Australian intelligence analysts proffered the view that JI could “endure and regenerate over the long term", but that it would be “a more localised terrorist threat", one cable said.

This latest disclosure comes after former JI leader Abu Bakar Bashir was yesterday committed for trial in Indonesia on terrorism charges. Bashir, convicted of conspiracy in the 2002 Bali bombing but acquitted on appeal, has been charged as the alleged inspiration of, and fund-raiser for, an Islamic militant training camp in Aceh that was broken up in February. The leaked US cables also reveal that ONA considered Indonesia’s counter-terrorism successes to be “a study in contrast” to “the ongoing downward slide in the Philippines, where the collapse of the peace process in the south threatened to make this area ‘the new regional incubator of terrorist jihadis’." The US embassy reported that “ONA terrorism specialists noted signals and human intelligence that JI ‘structuralists’ embedded with the Moro Islamic Liberation Front were rethinking plans to return to Indonesia, while JI ‘freelancers’ were becoming more active and better linked with Abu Sayyaf Group operatives."

According to the US diplomatic reporting, the Office of National Assessments believed the southern Philippines increasingly contained "all the ingredients" of al-Qaeda’s "favoured tilling ground".

All very interesting, but despite the source this is after all one assessment among many.

However, I am happy to see it coincides with much from the Office of Ninglun’s Assessments: here, here and here. Winking smile

spies1

The ONA, incidentally, was one voice pooh-poohing Saddam’s WMD phantom prior to the 2003 invasion, as former ONA analyst Andrew Wilkie (now in parliament) noted at the time.

‘Intelligence" was how the Americans described the material accumulating on Iraq from their super-sophisticated spy systems. But to analysts at the Office of National Assessments in Canberra, a decent chunk of the growing pile looked like rubbish. In their offices on the top floor of the drab ASIO building, ONA experts found much of the US material worthy only of the delete button or the classified waste chute to the truck-sized shredder in the basement.

Australian spooks aren’t much like the spies in the James Bond movies. Not many drink vodka martinis. But most are smart – certainly smart enough to understand how US intelligence on Iraq was badly skewed by political pressure, worst-case analysis and a stream of garbage-grade intelligence concocted by Iraqis desperate for US intervention in Iraq.
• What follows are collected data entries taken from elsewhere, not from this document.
/*
    Nyx, blazing fast astrodynamics
    Copyright (C) 2018-onwards Christopher Rabotin <christopher.rabotin@gmail.com>

    This program is free software: you can redistribute it and/or modify
    it under the terms of the GNU Affero General Public License as published
    by the Free Software Foundation, either version 3 of the License, or
    (at your option) any later version.

    This program is distributed in the hope that it will be useful,
    but WITHOUT ANY WARRANTY; without even the implied warranty of
    MERCHANTABILITY or FITNESS FOR A PARTICULAR PURPOSE.  See the
    GNU Affero General Public License for more details.

    You should have received a copy of the GNU Affero General Public License
    along with this program.  If not, see <https://www.gnu.org/licenses/>.
*/

use crate::linalg::Vector3;

/// Anything which can be written as a row of a comma separated log.
///
/// Every column, including the last one, is terminated by a comma so that rows of several
/// loggable items can be concatenated.
pub trait Loggable {
    /// Column names.
    fn log_header(&self) -> String;
    /// Column values, in the same order as the header.
    fn log_value(&self) -> String;
}

const AXES: [&str; 3] = ["x", "y", "z"];

/// Header of a three dimensional vector, e.g. `sat_position_i_x[m],sat_position_i_y[m],sat_position_i_z[m],`.
pub fn vector_header(name: &str, frame: &str, unit: &str) -> String {
    AXES.iter()
        .map(|axis| format!("{name}_{frame}_{axis}[{unit}],"))
        .collect()
}

/// Header of a scalar, e.g. `alt[m],`.
pub fn scalar_header(name: &str, unit: &str) -> String {
    format!("{name}[{unit}],")
}

pub fn vector_value(v: &Vector3<f64>) -> String {
    v.iter().map(|x| format!("{x:e},")).collect()
}

pub fn scalar_value(x: f64) -> String {
    format!("{x:e},")
}
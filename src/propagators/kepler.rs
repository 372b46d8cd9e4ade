/*
    Nyx, blazing fast astrodynamics
    Copyright (C) 2018-onwards Christopher Rabotin <christopher.rabotin@gmail.com>

    This program is free software: you can redistribute it and/or modify
    it under the terms of the GNU Affero General Public License as published
    by the Free Software Foundation, either version 3 of the License, or
    (at your option) any later version.

    This program is distributed in the hope that it will be useful,
    but WITHOUT ANY WARRANTY; without even the implied warranty of
    MERCHANTABILITY or FITNESS FOR A PARTICULAR PURPOSE.  See the
    GNU Affero General Public License for more details.

    You should have received a copy of the GNU Affero General Public License
    along with this program.  If not, see <https://www.gnu.org/licenses/>.
*/

use super::{InertialState, KeplerianElements, PropagationError};
use crate::cosmic::SECONDS_PER_DAY;
use crate::linalg::Vector3;

/// Closed form two body propagation of a set of Keplerian elements.
///
/// Perturbations are not modeled: the accumulated acceleration is discarded.
#[derive(Clone, Debug)]
pub struct KeplerPropagation {
    elements: KeplerianElements,
    epoch_jd: f64,
    last_jd: f64,
    state: InertialState,
}

impl KeplerPropagation {
    /// Initializes the propagation from elements defined at `epoch_jd`, and evaluates them at `current_jd`.
    pub fn new(
        elements: KeplerianElements,
        epoch_jd: f64,
        current_jd: f64,
    ) -> Result<Self, PropagationError> {
        elements.validate()?;
        info!("Kepler propagation of {elements}");
        let mut me = Self {
            elements,
            epoch_jd,
            last_jd: epoch_jd,
            state: InertialState::default(),
        };
        me.propagate(current_jd)?;
        Ok(me)
    }

    /// Initializes the propagation from the osculating elements of the provided inertial state at `current_jd`.
    pub fn from_cartesian(
        position_i_m: Vector3<f64>,
        velocity_i_m_s: Vector3<f64>,
        gm_m3_s2: f64,
        current_jd: f64,
    ) -> Result<Self, PropagationError> {
        let elements =
            KeplerianElements::from_cartesian(&position_i_m, &velocity_i_m_s, gm_m3_s2)?;
        Self::new(elements, current_jd, current_jd)
    }

    pub fn propagate(&mut self, current_jd: f64) -> Result<InertialState, PropagationError> {
        let elapsed_s = (current_jd - self.epoch_jd) * SECONDS_PER_DAY;
        let (position_i_m, velocity_i_m_s) = self.elements.to_cartesian_after(elapsed_s)?;
        self.state = InertialState::new(position_i_m, velocity_i_m_s);
        self.last_jd = current_jd;
        debug!("Kepler propagation {elapsed_s:.3} s after epoch");
        Ok(self.state)
    }

    /// Shifts the position and re-osculates the elements at the time of the last propagation.
    pub fn add_position_offset(&mut self, offset_i_m: &Vector3<f64>) -> Result<(), PropagationError> {
        self.elements = KeplerianElements::from_cartesian(
            &(self.state.position_i_m + offset_i_m),
            &self.state.velocity_i_m_s,
            self.elements.gm_m3_s2,
        )?;
        self.epoch_jd = self.last_jd;
        self.state.position_i_m += offset_i_m;
        Ok(())
    }

    pub fn state(&self) -> InertialState {
        self.state
    }

    pub fn elements(&self) -> &KeplerianElements {
        &self.elements
    }

    pub fn epoch_jd(&self) -> f64 {
        self.epoch_jd
    }
}
/*
    Nyx, blazing fast astrodynamics
    Copyright (C) 2018-onwards Christopher Rabotin <christopher.rabotin@gmail.com>

    This program is free software: you can redistribute it and/or modify
    it under the terms of the GNU Affero General Public License as published
    by the Free Software Foundation, either version 3 of the License, or
    (at your option) any later version.

    This program is distributed in the hope that it will be useful,
    but WITHOUT ANY WARRANTY; without even the implied warranty of
    MERCHANTABILITY or FITNESS FOR A PARTICULAR PURPOSE.  See the
    GNU Affero General Public License for more details.

    You should have received a copy of the GNU Affero General Public License
    along with this program.  If not, see <https://www.gnu.org/licenses/>.
*/

extern crate pretty_env_logger as pel;

use satdyn::cosmic::{SiderealRotation, EARTH_GM_M3_S2};
use satdyn::io::{ConfigRepr, OrbitConfig, PropagationConfig};
use satdyn::propagators::{PropagationError, PropagationMode};
use satdyn::SatDynError;
use std::path::PathBuf;

use crate::TEST_JD;

fn config_path() -> PathBuf {
    let manifest_dir =
        PathBuf::from(std::env::var("CARGO_MANIFEST_DIR").unwrap_or(".".to_string()));
    manifest_dir.join("data/tests/config/orbits.yaml")
}

#[test]
fn load_every_mode() {
    let _ = pel::try_init();
    let configs = OrbitConfig::load_many(config_path()).unwrap();
    let modes: Vec<PropagationMode> = configs.iter().map(|cfg| cfg.propagation.mode()).collect();
    assert_eq!(
        modes,
        vec![
            PropagationMode::Numerical,
            PropagationMode::AnalyticTle,
            PropagationMode::RelativeOrbit,
            PropagationMode::Kepler,
            PropagationMode::Encke,
            PropagationMode::Kepler,
        ]
    );

    let rotation = SiderealRotation;
    for cfg in &configs {
        let orbit = cfg.build(TEST_JD, &rotation).unwrap();
        assert_eq!(orbit.mode(), cfg.propagation.mode());
        assert_eq!(orbit.is_calc_enabled(), cfg.calculation);
        assert!(orbit.altitude_m() > 200e3, "{orbit}");
    }
    assert!(!configs[4].calculation);

    match &configs[0].propagation {
        PropagationConfig::Rk4(rk4) => {
            assert_eq!(rk4.step_s, 0.5);
            assert_eq!(rk4.gm_m3_s2, EARTH_GM_M3_S2);
        }
        _ => unreachable!(),
    }
}

#[test]
fn invalid_documents() {
    let _ = pel::try_init();
    let rotation = SiderealRotation;

    let unknown_model = OrbitConfig::loads(&format!(
        "propagation:\n  mode: sgp4\n  tle1: \"{}\"\n  tle2: \"{}\"\n  gravity_model: egm2008\n",
        crate::ISS_L1,
        crate::ISS_L2
    ))
    .unwrap();
    assert_eq!(
        unknown_model.build(TEST_JD, &rotation).unwrap_err(),
        SatDynError::Propagation {
            source: PropagationError::UnsupportedGravityModel {
                name: "egm2008".to_string()
            }
        }
    );

    let empty_tle = OrbitConfig::loads("propagation:\n  mode: sgp4\n  tle1: \"\"\n  tle2: \"\"\n").unwrap();
    assert!(matches!(
        empty_tle.build(TEST_JD, &rotation),
        Err(SatDynError::Propagation {
            source: PropagationError::InvalidTle { .. }
        })
    ));

    let bad_ratio = OrbitConfig::loads(
        "propagation:\n  mode: encke\n  rectification_ratio: -1.0\n  position_i_m: [7.0e6, 0.0, 0.0]\n  velocity_i_m_s: [0.0, 7.5e3, 0.0]\n",
    )
    .unwrap();
    assert!(matches!(
        bad_ratio.build(TEST_JD, &rotation),
        Err(SatDynError::Config { .. })
    ));

    // Missing initial state
    assert!(OrbitConfig::loads("propagation:\n  mode: rk4\n  step_s: 1.0\n").is_err());
    assert!(OrbitConfig::load("data/tests/config/does_not_exist.yaml").is_err());
}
It wasn’t just the Australians who were mystified by the accumulating US trash. The French, Germans and Russians had long before refused to be persuaded by Washington’s line. British intelligence agencies were still inclined to take a more conservative position. And the chief weapons inspector, Hans Blix, even went so far as to say during a late April interview that "much of the intelligence on which the capitals built their case seemed to have been shaky"…

5 thoughts on “WikiLeaks shock: Australian intel outfit sane!

  1. um, am catching up after absence. seem to remember a link to “sceptic lawyer” or some thing. Can you direct me there? Pls.

  2. Actually, while am at it – not everything can be conveyed by “proper, accurate” words in the Oxford dictionary. Have a minor local battles about that. Friend turns up, every second word is the “f” word. Chipped him about it. NOW he tells me every second word from me is “whatever”. Communication is a curious phenominom (microsoft can’t spell it, either .. heh).